Homeland Security Secretary Jeh Johnson said on Thursday that he wants to bring together a lot of his department’s social media capabilities within the organization and is looking to continue expanding these capabilities.
Johnson told the House Homeland Security Committee that he has sent a reprogramming request to Congress to “help fund” the creation of a “social media center for excellence which would be housed in our National Targeting Center (NTC)” within Customs and Border Protection (CBP). The reprogramming request is for $5 million, a congressional staffer told Defense Daily.
The NTC is used by CBP to identify people and products that are potential threats to the United States and prevent them from entering the country. The center employs targeting specialists that use technology such as the Automated Targeting System decision support tool to identify high-risk individuals and cargo entering and leaving the U.S.
Currently a lot of DHS’ social media capabilities are housed within U.S. Citizenship and Immigration Services (USCIS), Johnson said. USCIS is the component of DHS that oversees lawful immigration into the country, providing various services and benefits.
DHS uses social media for more than three “different operational and investigative services,” Johnson said in his written testimony for the committee. He said that in 2014 the department began four pilot programs that used social media to vet applicants for certain immigration benefits, adding that “USCIS now also reviews the social media of Syrian refugee applicants referred for enhanced vetting, and is extending this review to additional categories of refugee applicants.”
Johnson also stated in his prepared remarks that based on the recommendation of a Social Media Task Force in DHS, “I have determined, consistent with relevant privacy and other laws, that we must expand the use of social media even further.” He told the committee that “there are enough purposes for social media across that department that I want to see this capability expanded and funded.”
With the increase of radical Islamist terror attacks around the globe, including by homegrown terrorists that are either recruited or inspired by the Islamic State via social media platforms, there is increasing focus by the federal government on using social media to vet certain foreign nationals seeking entry into the U.S. and for countering the messaging of these extremists.
Nicholas Rasmussen, director o the National Counterterrorism Center within the Office of the Director of National Intelligence, noted in his written statement to the committee that the FBI is investigating about 1,000 potential homegrown violent extremists (HVEs) throughout the U.S.

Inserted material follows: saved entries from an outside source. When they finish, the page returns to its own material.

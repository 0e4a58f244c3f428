// =============================================================================
// Versioned parameter store — copy-on-write, one ACTIVE set per consumer
// =============================================================================
//
// Learned tunables live here, NOT in PipelineConfig. Publishers swap an
// atomic pointer; readers capture the pointer at operation entry, so a
// candidate that started under version N finishes under version N even if
// N+1 lands mid-flight.
//
// Persistence: one JSON document per version under `<data_dir>/params/`,
// written with the atomic tmp + rename pattern.
// =============================================================================

use std::collections::HashMap;
use std::path::{Path, PathBuf};
use std::sync::atomic::{AtomicU64, Ordering};
use std::sync::Arc;

use anyhow::{Context, Result};
use arc_swap::ArcSwap;
use parking_lot::RwLock;
use serde::{Deserialize, Serialize};
use tokio::sync::watch;
use tracing::{info, warn};

use crate::types::RegimeLabel;

// =============================================================================
// Canonical parameter names
// =============================================================================

/// Minimum strategy strength for a candidate to be emitted (P1).
pub const MIN_STRENGTH: &str = "min_strength";
/// Minimum strategy confidence for a candidate to be emitted (P1).
pub const CONFIDENCE_THRESHOLD: &str = "confidence_threshold";

/// Quality-gate weights over the five sub-scores (P2).
pub const QUALITY_W_COMPLETENESS: &str = "quality_w_completeness";
pub const QUALITY_W_CLARITY: &str = "quality_w_clarity";
pub const QUALITY_W_CONFIDENCE: &str = "quality_w_confidence";
pub const QUALITY_W_VOLATILITY: &str = "quality_w_volatility";
pub const QUALITY_W_LIQUIDITY: &str = "quality_w_liquidity";
/// Composite score below which a candidate is dropped (P2).
pub const QUALITY_FLOOR: &str = "quality_floor";

/// Composite advantage required for a REPLACE verdict (P3).
pub const REPLACE_MARGIN: &str = "replace_margin";
/// Smaller advantage required for a STRENGTHEN verdict (P3).
pub const STRENGTHEN_MARGIN: &str = "strengthen_margin";
/// Risk/reward floor after volatility clamping (P3).
pub const RR_FLOOR: &str = "rr_floor";
/// ATR multipliers bounding stop-loss / take-profit distance (P3).
pub const ATR_SL_MULT: &str = "atr_sl_mult";
pub const ATR_TP_MULT: &str = "atr_tp_mult";
/// STRENGTHEN effect: "widen_tp" or "tighten_sl".
pub const STRENGTHEN_MODE: &str = "strengthen_mode";

// =============================================================================
// Values, overlays, sets
// =============================================================================

/// A parameter value: numeric or an enumerated string. No free-form code.
#[derive(Debug, Clone, PartialEq, Serialize, Deserialize)]
#[serde(untagged)]
pub enum ParamValue {
    Number(f64),
    Choice(String),
}

impl ParamValue {
    pub fn as_num(&self) -> Option<f64> {
        match self {
            Self::Number(n) => Some(*n),
            Self::Choice(_) => None,
        }
    }

    pub fn as_choice(&self) -> Option<&str> {
        match self {
            Self::Choice(s) => Some(s),
            Self::Number(_) => None,
        }
    }
}

/// Overlay scope: `None` fields are wildcards.
#[derive(Debug, Clone, Default, PartialEq, Serialize, Deserialize)]
pub struct OverlayScope {
    #[serde(default, skip_serializing_if = "Option::is_none")]
    pub category: Option<String>,
    #[serde(default, skip_serializing_if = "Option::is_none")]
    pub regime: Option<RegimeLabel>,
}

impl OverlayScope {
    pub fn matches(&self, category: Option<&str>, regime: Option<RegimeLabel>) -> bool {
        let cat_ok = match &self.category {
            Some(want) => category == Some(want.as_str()),
            None => true,
        };
        let regime_ok = match self.regime {
            Some(want) => regime == Some(want),
            None => true,
        };
        cat_ok && regime_ok
    }
}

/// Category- or regime-scoped parameter overrides carried by a set.
#[derive(Debug, Clone, Serialize, Deserialize)]
pub struct ParamOverlay {
    pub scope: OverlayScope,
    pub parameters: HashMap<String, ParamValue>,
}

/// A versioned mapping from parameter name to value.
#[derive(Debug, Clone, Serialize, Deserialize)]
pub struct ParameterSet {
    pub version: u64,
    pub created_at_ms: i64,
    pub parameters: HashMap<String, ParamValue>,
    #[serde(default)]
    pub overlays: Vec<ParamOverlay>,
}

impl ParameterSet {
    /// The built-in version-0 baseline every deployment starts from.
    pub fn baseline() -> Self {
        let mut parameters = HashMap::new();
        let mut num = |name: &str, v: f64| {
            parameters.insert(name.to_string(), ParamValue::Number(v));
        };
        num(MIN_STRENGTH, 0.55);
        num(CONFIDENCE_THRESHOLD, 0.60);
        num(QUALITY_W_COMPLETENESS, 0.25);
        num(QUALITY_W_CLARITY, 0.25);
        num(QUALITY_W_CONFIDENCE, 0.20);
        num(QUALITY_W_VOLATILITY, 0.15);
        num(QUALITY_W_LIQUIDITY, 0.15);
        num(QUALITY_FLOOR, 0.40);
        num(REPLACE_MARGIN, 0.15);
        num(STRENGTHEN_MARGIN, 0.05);
        num(RR_FLOOR, 1.2);
        num(ATR_SL_MULT, 1.5);
        num(ATR_TP_MULT, 2.5);
        parameters.insert(
            STRENGTHEN_MODE.to_string(),
            ParamValue::Choice("widen_tp".to_string()),
        );

        Self {
            version: 0,
            created_at_ms: 0,
            parameters,
            overlays: Vec::new(),
        }
    }

    /// Base numeric lookup (no overlays).
    pub fn num(&self, name: &str) -> Option<f64> {
        self.parameters.get(name).and_then(ParamValue::as_num)
    }

    /// Base numeric lookup with a fallback.
    pub fn num_or(&self, name: &str, default: f64) -> f64 {
        self.num(name).unwrap_or(default)
    }

    /// Enumerated-string lookup.
    pub fn choice<'a>(&'a self, name: &str) -> Option<&'a str> {
        self.parameters.get(name).and_then(ParamValue::as_choice)
    }

    /// Numeric lookup with overlay resolution: the last matching overlay
    /// wins, otherwise the base value.
    pub fn num_scoped(
        &self,
        name: &str,
        category: Option<&str>,
        regime: Option<RegimeLabel>,
    ) -> Option<f64> {
        let mut value = self.num(name);
        for overlay in &self.overlays {
            if overlay.scope.matches(category, regime) {
                if let Some(v) = overlay.parameters.get(name).and_then(ParamValue::as_num) {
                    value = Some(v);
                }
            }
        }
        value
    }

    /// Copy with one numeric parameter replaced. Used by the optimizer to
    /// build perturbations.
    pub fn with_num(&self, name: &str, value: f64) -> Self {
        let mut next = self.clone();
        next.parameters
            .insert(name.to_string(), ParamValue::Number(value));
        next
    }
}

// =============================================================================
// Consumers and the store
// =============================================================================

/// Pipeline phases that read an ACTIVE parameter set.
#[derive(Debug, Clone, Copy, PartialEq, Eq, Hash, Serialize, Deserialize)]
pub enum Consumer {
    SignalGen,
    Policy,
}

impl Consumer {
    pub const ALL: [Consumer; 2] = [Consumer::SignalGen, Consumer::Policy];
}

impl std::fmt::Display for Consumer {
    fn fmt(&self, f: &mut std::fmt::Formatter<'_>) -> std::fmt::Result {
        match self {
            Self::SignalGen => write!(f, "signal_gen"),
            Self::Policy => write!(f, "policy"),
        }
    }
}

struct ConsumerSlot {
    active: ArcSwap<ParameterSet>,
    version_tx: watch::Sender<u64>,
}

/// The versioned key-value store. Exactly one ACTIVE set per consumer at any
/// instant; replacement is a single pointer swap.
pub struct ParameterStore {
    signal_gen: ConsumerSlot,
    policy: ConsumerSlot,
    /// All versions ever published this run (plus any loaded from disk).
    history: RwLock<HashMap<u64, Arc<ParameterSet>>>,
    next_version: AtomicU64,
    /// Directory for persisted version documents, when persistence is on.
    dir: Option<PathBuf>,
}

impl ParameterStore {
    /// In-memory store seeded with the baseline set. Used by tests and by
    /// deployments that have not configured a data dir.
    pub fn in_memory() -> Self {
        Self::build(ParameterSet::baseline(), None)
    }

    /// Store persisting version documents under `dir/params`. Existing
    /// documents are loaded; the highest version becomes ACTIVE.
    pub fn open(dir: impl AsRef<Path>) -> Result<Self> {
        let params_dir = dir.as_ref().join("params");
        std::fs::create_dir_all(&params_dir)
            .with_context(|| format!("failed to create {}", params_dir.display()))?;

        let mut latest = ParameterSet::baseline();
        let mut loaded: Vec<ParameterSet> = Vec::new();
        for entry in std::fs::read_dir(&params_dir)
            .with_context(|| format!("failed to read {}", params_dir.display()))?
        {
            let path = entry?.path();
            if path.extension().and_then(|e| e.to_str()) != Some("json") {
                continue;
            }
            match std::fs::read_to_string(&path)
                .map_err(anyhow::Error::from)
                .and_then(|s| serde_json::from_str::<ParameterSet>(&s).map_err(Into::into))
            {
                Ok(set) => loaded.push(set),
                Err(e) => warn!(path = %path.display(), error = %e, "skipping unreadable parameter document"),
            }
        }
        loaded.sort_by_key(|s| s.version);
        if let Some(last) = loaded.last() {
            latest = last.clone();
        }

        let store = Self::build(latest, Some(params_dir));
        {
            let mut history = store.history.write();
            for set in loaded {
                history.insert(set.version, Arc::new(set));
            }
        }
        Ok(store)
    }

    fn build(initial: ParameterSet, dir: Option<PathBuf>) -> Self {
        let initial_version = initial.version;
        let initial = Arc::new(initial);
        let mut history = HashMap::new();
        history.insert(initial_version, initial.clone());

        let slot = |set: &Arc<ParameterSet>| ConsumerSlot {
            active: ArcSwap::from(set.clone()),
            version_tx: watch::channel(set.version).0,
        };

        Self {
            signal_gen: slot(&initial),
            policy: slot(&initial),
            history: RwLock::new(history),
            next_version: AtomicU64::new(initial_version + 1),
            dir,
        }
    }

    fn slot(&self, consumer: Consumer) -> &ConsumerSlot {
        match consumer {
            Consumer::SignalGen => &self.signal_gen,
            Consumer::Policy => &self.policy,
        }
    }

    /// Capture the ACTIVE set for `consumer`. The returned Arc stays valid
    /// for the whole operation even if a publish lands mid-flight.
    pub fn get(&self, consumer: Consumer) -> (u64, Arc<ParameterSet>) {
        let set = self.slot(consumer).active.load_full();
        (set.version, set)
    }

    /// Publish a new set: assigns the next version, persists, activates for
    /// every consumer, and notifies subscribers. Returns the new version.
    pub fn put(&self, mut set: ParameterSet) -> Result<u64> {
        let version = self.next_version.fetch_add(1, Ordering::SeqCst);
        set.version = version;
        let set = Arc::new(set);

        self.persist(&set)?;
        self.history.write().insert(version, set.clone());
        self.activate_arc(&set);

        info!(version, "parameter set published");
        Ok(version)
    }

    /// Re-activate a previously published version (operator rollback).
    pub fn rollback(&self, version: u64) -> Result<()> {
        let set = self
            .history
            .read()
            .get(&version)
            .cloned()
            .with_context(|| format!("unknown parameter version {version}"))?;
        self.activate_arc(&set);
        info!(version, "parameter set rolled back");
        Ok(())
    }

    fn activate_arc(&self, set: &Arc<ParameterSet>) {
        for consumer in Consumer::ALL {
            let slot = self.slot(consumer);
            slot.active.store(set.clone());
            // Receivers may be gone; a lagging consumer is not an error.
            let _ = slot.version_tx.send(set.version);
        }
    }

    /// Version-change notifications for `consumer`.
    pub fn subscribe(&self, consumer: Consumer) -> watch::Receiver<u64> {
        self.slot(consumer).version_tx.subscribe()
    }

    /// All published versions, ascending.
    pub fn versions(&self) -> Vec<u64> {
        let mut v: Vec<u64> = self.history.read().keys().copied().collect();
        v.sort_unstable();
        v
    }

    fn persist(&self, set: &ParameterSet) -> Result<()> {
        let Some(dir) = &self.dir else {
            return Ok(());
        };
        let path = dir.join(format!("v{}.json", set.version));
        let content = serde_json::to_string_pretty(set)
            .context("failed to serialise parameter set")?;
        let tmp = path.with_extension("json.tmp");
        std::fs::write(&tmp, &content)
            .with_context(|| format!("failed to write {}", tmp.display()))?;
        std::fs::rename(&tmp, &path)
            .with_context(|| format!("failed to rename {}", path.display()))?;
        Ok(())
    }
}
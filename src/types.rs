// =============================================================================
// Shared types used across the Meridian signal pipeline
// =============================================================================
//
// Every record that crosses a phase boundary lives here as an explicit struct
// with a validated constructor. Validation failures are classified as
// `Validation` drops by the phase that encountered them; nothing in this
// module panics on bad input.
// =============================================================================

use std::collections::HashMap;

use chrono::{TimeZone, Utc};
use serde::{Deserialize, Serialize};

// ---------------------------------------------------------------------------
// Direction / priority / timeframe
// ---------------------------------------------------------------------------

/// Trade direction of a candidate or position.
#[derive(Debug, Clone, Copy, PartialEq, Eq, Hash, Serialize, Deserialize)]
pub enum Direction {
    Long,
    Short,
}

impl Direction {
    /// The opposite side. REPLACE decisions target the opposite-direction
    /// position.
    pub fn opposite(self) -> Self {
        match self {
            Self::Long => Self::Short,
            Self::Short => Self::Long,
        }
    }
}

impl std::fmt::Display for Direction {
    fn fmt(&self, f: &mut std::fmt::Formatter<'_>) -> std::fmt::Result {
        match self {
            Self::Long => write!(f, "LONG"),
            Self::Short => write!(f, "SHORT"),
        }
    }
}

/// Notification urgency band. Ordering: `Critical` outranks everything.
#[derive(Debug, Clone, Copy, PartialEq, Eq, Hash, PartialOrd, Ord, Serialize, Deserialize)]
pub enum PriorityBand {
    Critical,
    High,
    Medium,
    Low,
}

impl PriorityBand {
    /// Rank used by the dispatch heap: lower is more urgent.
    pub fn rank(self) -> u8 {
        match self {
            Self::Critical => 0,
            Self::High => 1,
            Self::Medium => 2,
            Self::Low => 3,
        }
    }
}

impl std::fmt::Display for PriorityBand {
    fn fmt(&self, f: &mut std::fmt::Formatter<'_>) -> std::fmt::Result {
        match self {
            Self::Critical => write!(f, "CRITICAL"),
            Self::High => write!(f, "HIGH"),
            Self::Medium => write!(f, "MEDIUM"),
            Self::Low => write!(f, "LOW"),
        }
    }
}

“While HVEs have multiple factors driving their mobilization to violence, this increase in caseload tracks with ISIL’s rise in prominence and its large-scale media and propaganda efforts to reach and influence populations worldwide,” Rasmussen stated. ISIL refers to the Islamic State in Iraq and the Levant and is another name used for the Islamic State.
Echoing recent remarks by CIA Director John Brennan at Thursday’s hearing by FBI Director James Comey, Rasmussen told the committee despite ISIL’s battlefield losses in Iraq and Syria, “we do not think battlefield losses along will be sufficient to degrade completely the group’s terrorism capabilities…In addition to their efforts to conduct external attacks from their safe havens in Iraq and Syria, ISIL’s capacity to reach sympathizers around the world through its robust social media capability is unprecedented and gives the group access to large numbers of HVEs.”
Comey told the committee that “ISIL’s widespread reach through the Internet and social media is most concerning as the group has proven dangerously competent at employing such tools in furtherance of its nefarious strategy.”
Rep. Will Hurd (R-Texas), a former CIA official, suggested to the witnesses that the use of social media represents an opportunity for the U.S. because it “increases the surface area of attack where we can ultimately penetrate the plans and intentions of groups like this.”
Rasmussen agreed that the “greater surface area” means a larger number of opportunities to analyze and operate against ISIL. However, he added that for now ISIL is “a harder target than what we faced with al-Qaida” for various reasons, including encrypted communications, and the experience and “savvy” of ISIL.